Examining samples from an incision in the leper's skin through a microscope, Hansen saw bundles of sticks - straight and slightly curved, with rounded tips. They looked like cigarettes folded in packs. These were the bacilli - the causative agents of leprosy.

Meanwhile, the most dangerous experiments on oneself continued. The Italian doctor, a specialist in skin diseases, Giu-zeppe Prophet, inoculated himself with material that clearly contained the bacillus of leprosy. And again a miracle happened: the terrible disease did not stick!

Later it turned out that leprosy is transmitted from person to person, but, fortunately, not always. Moreover, it turns out that it is possible to separate really infectious patients from those who are not dangerous, the so-called "quiet". Statistics show that from prolonged contact with infectious lepers usually no more than 10 - 12 percent of healthy people get sick.

There are now over 10 million lepers all over the world. Africa remains the "kingdom" of leprosy. Every tenth Congolese is disfigured by leprosy. There are many lepers in Gabon, Kenya, Cameroon, Tanzania.

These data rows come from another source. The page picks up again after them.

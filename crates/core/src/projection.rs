//! Metadata projection for listing and mutation responses.

use crate::archive::DecodedArchive;
use crate::metadata::Metadata;

/// Derive the externally visible metadata summary of a decoded archive.
pub fn project(archive: &DecodedArchive) -> Metadata {
    archive.metadata.clone()
}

Doctors say that leprosy is curable nowadays. There are already drugs that can slow down its development. But the path to getting rid of torment is long and difficult. Once upon a time it was said that leprosy is the Lord's punishment. It is significant that mother's milk contains substances that protect the still sinless child from the disease with a terrible disease. So, perhaps, leprosy is really a punishment for our sins, for the godless deeds, which humanity has innumerable?